WHAT IS BEING ASKED →
Your task is to work out how many lines in the data include the word "HalfSpaceClassifierWASM". Reply with the number alone.

[GIVEN DATA]

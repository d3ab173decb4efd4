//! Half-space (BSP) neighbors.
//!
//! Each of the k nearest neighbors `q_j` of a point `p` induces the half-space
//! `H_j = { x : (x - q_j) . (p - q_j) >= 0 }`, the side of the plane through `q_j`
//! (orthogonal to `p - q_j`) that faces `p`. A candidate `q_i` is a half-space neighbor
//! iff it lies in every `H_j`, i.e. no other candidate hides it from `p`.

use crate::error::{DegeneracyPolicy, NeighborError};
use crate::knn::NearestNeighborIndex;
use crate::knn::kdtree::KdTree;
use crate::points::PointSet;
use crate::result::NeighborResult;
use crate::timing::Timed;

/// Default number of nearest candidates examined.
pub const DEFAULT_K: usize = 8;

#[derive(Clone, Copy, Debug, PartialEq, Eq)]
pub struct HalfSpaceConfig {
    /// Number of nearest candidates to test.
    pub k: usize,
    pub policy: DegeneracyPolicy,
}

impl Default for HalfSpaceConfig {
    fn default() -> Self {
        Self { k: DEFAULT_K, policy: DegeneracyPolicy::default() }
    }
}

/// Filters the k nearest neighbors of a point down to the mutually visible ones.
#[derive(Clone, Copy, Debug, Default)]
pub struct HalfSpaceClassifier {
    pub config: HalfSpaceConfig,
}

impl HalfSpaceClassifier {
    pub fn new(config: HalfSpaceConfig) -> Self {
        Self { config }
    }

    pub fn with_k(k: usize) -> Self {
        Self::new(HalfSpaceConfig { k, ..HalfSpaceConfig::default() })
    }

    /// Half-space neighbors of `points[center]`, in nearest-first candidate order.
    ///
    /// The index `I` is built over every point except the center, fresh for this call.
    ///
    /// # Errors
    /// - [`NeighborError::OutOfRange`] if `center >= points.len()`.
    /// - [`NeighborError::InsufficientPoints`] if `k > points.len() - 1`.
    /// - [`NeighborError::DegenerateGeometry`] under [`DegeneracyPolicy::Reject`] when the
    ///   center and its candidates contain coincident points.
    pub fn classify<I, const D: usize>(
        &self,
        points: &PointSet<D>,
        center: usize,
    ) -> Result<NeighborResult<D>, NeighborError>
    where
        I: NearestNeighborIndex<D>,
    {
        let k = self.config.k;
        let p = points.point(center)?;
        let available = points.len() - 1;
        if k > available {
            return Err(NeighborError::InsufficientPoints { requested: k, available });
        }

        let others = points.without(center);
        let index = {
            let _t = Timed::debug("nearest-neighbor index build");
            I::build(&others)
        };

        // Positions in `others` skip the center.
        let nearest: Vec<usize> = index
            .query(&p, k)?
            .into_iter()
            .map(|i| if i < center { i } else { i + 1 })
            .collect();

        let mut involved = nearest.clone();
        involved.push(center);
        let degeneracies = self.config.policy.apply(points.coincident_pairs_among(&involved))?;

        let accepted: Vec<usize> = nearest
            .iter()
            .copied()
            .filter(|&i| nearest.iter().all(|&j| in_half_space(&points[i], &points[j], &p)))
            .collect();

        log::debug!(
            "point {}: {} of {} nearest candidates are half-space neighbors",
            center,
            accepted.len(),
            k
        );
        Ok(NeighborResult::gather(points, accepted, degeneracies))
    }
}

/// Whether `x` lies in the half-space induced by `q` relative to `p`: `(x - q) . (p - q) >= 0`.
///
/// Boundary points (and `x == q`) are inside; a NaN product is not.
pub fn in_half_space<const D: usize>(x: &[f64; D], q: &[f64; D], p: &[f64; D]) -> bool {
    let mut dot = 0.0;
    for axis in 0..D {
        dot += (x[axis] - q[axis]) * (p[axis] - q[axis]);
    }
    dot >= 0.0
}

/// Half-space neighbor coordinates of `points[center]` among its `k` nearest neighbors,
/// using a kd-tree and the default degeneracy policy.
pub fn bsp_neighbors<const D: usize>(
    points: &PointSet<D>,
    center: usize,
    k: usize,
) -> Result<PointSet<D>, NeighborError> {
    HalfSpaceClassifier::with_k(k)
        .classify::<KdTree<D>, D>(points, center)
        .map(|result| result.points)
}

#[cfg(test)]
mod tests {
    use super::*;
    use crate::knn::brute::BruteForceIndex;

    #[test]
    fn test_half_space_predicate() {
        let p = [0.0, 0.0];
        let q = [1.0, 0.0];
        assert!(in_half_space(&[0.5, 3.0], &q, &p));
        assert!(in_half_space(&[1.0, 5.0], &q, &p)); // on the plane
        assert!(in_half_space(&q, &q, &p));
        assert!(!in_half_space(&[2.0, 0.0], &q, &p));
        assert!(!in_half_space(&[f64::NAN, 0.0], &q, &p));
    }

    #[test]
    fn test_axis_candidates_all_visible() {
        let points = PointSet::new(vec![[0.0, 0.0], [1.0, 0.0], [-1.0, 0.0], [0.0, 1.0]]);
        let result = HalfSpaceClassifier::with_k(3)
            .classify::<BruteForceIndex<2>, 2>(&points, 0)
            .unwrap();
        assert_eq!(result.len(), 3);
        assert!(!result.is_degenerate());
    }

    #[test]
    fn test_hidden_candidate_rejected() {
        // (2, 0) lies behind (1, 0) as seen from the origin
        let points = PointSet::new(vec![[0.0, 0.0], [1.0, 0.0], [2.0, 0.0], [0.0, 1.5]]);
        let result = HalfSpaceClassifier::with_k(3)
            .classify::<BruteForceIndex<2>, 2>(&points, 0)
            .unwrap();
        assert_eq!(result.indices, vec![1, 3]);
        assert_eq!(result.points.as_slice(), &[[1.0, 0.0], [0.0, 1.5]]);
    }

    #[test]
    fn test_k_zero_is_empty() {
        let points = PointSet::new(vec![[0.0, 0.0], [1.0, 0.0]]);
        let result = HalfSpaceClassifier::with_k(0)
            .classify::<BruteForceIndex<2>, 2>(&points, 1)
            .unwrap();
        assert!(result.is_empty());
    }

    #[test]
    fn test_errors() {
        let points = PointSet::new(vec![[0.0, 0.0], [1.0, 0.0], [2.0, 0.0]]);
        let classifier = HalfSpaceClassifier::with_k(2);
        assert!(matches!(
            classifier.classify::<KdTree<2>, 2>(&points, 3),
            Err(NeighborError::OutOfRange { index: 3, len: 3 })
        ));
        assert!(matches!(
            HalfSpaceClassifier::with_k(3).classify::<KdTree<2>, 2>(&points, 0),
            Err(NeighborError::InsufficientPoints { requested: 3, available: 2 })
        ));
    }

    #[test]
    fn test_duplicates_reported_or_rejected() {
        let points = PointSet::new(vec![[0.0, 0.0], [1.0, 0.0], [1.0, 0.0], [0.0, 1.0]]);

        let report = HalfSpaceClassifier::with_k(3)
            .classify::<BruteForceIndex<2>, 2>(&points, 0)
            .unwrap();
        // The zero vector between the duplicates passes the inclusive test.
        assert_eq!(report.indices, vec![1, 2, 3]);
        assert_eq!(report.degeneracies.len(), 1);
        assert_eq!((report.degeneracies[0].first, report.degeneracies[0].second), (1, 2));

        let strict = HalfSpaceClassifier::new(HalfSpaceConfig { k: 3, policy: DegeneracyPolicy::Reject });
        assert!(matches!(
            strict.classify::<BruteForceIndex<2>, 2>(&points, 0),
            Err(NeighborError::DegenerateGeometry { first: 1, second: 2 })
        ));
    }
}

[/GIVEN DATA]
[GIVEN DATA]

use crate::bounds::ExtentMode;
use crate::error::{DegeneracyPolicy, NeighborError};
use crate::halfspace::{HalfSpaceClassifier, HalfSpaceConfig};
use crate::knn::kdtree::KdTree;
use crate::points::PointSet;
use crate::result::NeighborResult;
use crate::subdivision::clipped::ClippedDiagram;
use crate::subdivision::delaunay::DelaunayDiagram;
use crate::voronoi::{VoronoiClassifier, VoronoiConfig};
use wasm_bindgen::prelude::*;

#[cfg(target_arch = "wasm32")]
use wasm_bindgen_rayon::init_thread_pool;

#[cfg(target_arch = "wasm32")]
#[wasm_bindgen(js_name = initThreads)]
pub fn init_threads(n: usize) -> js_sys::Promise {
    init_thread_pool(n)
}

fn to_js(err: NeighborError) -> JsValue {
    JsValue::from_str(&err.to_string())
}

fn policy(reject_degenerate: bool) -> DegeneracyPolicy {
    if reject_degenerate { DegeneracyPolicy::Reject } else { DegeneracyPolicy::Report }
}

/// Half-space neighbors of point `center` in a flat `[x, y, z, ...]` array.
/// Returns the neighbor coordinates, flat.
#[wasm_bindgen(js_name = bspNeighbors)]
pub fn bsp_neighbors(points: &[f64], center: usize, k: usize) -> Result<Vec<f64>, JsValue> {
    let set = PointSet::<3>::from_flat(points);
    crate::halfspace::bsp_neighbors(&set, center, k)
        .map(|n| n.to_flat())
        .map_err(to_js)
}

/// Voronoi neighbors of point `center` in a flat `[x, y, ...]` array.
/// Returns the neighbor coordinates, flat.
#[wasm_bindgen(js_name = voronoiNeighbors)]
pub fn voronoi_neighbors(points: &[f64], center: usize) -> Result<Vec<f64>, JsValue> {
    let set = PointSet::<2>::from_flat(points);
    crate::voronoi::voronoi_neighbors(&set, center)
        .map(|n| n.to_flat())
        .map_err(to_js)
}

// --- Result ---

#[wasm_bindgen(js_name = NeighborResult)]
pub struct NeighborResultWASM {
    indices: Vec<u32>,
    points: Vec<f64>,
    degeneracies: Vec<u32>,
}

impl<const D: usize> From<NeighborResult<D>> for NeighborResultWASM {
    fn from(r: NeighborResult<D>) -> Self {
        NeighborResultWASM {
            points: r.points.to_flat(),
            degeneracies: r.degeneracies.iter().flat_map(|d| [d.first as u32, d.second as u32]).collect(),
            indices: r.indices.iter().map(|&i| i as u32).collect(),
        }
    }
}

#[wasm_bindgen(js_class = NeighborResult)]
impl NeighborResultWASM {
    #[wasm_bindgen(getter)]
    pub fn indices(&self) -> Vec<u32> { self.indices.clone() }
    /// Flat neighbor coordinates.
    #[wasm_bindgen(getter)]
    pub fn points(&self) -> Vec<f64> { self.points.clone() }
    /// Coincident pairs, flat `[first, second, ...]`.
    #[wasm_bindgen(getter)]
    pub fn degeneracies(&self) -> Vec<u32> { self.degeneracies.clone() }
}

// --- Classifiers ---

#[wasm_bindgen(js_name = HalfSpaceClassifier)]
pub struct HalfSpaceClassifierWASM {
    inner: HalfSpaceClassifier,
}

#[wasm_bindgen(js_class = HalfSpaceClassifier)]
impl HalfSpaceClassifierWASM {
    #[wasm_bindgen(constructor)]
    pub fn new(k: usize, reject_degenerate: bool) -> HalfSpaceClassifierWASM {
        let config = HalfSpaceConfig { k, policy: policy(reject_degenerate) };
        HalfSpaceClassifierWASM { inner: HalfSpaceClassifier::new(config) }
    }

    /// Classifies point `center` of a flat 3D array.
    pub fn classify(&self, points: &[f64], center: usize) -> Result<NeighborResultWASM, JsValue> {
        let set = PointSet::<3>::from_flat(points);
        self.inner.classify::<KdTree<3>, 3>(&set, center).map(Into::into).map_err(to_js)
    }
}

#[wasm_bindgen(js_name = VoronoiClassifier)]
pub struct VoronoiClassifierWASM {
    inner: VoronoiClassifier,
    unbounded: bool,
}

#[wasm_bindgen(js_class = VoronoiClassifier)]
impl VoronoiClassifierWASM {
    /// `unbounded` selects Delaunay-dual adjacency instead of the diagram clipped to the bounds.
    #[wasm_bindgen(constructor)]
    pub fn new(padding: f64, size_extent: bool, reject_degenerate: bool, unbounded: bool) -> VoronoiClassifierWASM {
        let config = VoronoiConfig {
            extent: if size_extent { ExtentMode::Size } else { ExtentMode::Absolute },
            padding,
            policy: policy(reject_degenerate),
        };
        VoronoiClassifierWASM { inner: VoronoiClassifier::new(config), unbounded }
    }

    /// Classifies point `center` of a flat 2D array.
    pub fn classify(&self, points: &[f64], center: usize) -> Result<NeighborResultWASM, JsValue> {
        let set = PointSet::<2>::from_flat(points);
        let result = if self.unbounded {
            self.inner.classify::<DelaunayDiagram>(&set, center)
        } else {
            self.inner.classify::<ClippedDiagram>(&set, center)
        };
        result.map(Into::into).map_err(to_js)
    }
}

[/GIVEN DATA]
[GIVEN DATA]

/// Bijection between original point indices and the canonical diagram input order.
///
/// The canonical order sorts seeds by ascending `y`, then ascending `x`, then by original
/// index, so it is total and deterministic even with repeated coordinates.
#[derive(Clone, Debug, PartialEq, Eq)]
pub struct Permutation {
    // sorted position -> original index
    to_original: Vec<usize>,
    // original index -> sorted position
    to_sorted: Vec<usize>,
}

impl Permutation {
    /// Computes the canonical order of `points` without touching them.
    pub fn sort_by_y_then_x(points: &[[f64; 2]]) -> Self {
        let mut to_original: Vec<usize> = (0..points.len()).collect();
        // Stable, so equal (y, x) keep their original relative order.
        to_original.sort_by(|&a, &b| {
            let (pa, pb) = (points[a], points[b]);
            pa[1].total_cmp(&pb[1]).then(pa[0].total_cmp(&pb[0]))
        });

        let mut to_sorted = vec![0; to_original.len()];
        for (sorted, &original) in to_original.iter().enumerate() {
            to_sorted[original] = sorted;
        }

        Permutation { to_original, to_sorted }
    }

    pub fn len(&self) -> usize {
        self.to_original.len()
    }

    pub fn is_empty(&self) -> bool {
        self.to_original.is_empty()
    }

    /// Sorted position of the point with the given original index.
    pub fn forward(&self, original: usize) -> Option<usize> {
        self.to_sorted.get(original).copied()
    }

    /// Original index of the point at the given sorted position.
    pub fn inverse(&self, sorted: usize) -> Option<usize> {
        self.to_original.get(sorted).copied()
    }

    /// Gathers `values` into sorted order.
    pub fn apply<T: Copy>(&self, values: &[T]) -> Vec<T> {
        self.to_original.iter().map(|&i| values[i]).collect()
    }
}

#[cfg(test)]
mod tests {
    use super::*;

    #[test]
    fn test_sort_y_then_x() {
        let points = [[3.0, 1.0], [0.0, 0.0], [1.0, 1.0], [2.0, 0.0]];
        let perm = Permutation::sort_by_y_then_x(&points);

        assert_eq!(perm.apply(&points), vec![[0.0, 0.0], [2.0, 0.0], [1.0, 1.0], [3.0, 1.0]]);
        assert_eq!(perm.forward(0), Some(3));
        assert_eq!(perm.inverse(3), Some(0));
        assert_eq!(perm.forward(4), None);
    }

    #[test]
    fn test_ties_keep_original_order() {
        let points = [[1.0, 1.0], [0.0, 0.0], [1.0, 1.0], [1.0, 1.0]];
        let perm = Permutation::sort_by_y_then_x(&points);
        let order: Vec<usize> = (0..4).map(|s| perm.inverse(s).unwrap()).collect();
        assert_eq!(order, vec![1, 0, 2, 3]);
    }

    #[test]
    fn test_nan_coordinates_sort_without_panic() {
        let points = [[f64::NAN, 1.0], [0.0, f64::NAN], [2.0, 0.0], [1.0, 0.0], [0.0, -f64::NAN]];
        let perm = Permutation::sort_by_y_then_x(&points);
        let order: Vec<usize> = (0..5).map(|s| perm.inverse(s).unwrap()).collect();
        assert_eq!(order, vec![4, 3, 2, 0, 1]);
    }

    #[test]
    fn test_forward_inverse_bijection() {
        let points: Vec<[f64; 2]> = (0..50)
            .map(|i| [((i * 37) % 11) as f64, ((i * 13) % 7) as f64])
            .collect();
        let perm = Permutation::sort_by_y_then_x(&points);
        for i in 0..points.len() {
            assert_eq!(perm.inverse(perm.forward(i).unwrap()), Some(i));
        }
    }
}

[/GIVEN DATA]

PROBLEM SOLUTION →
4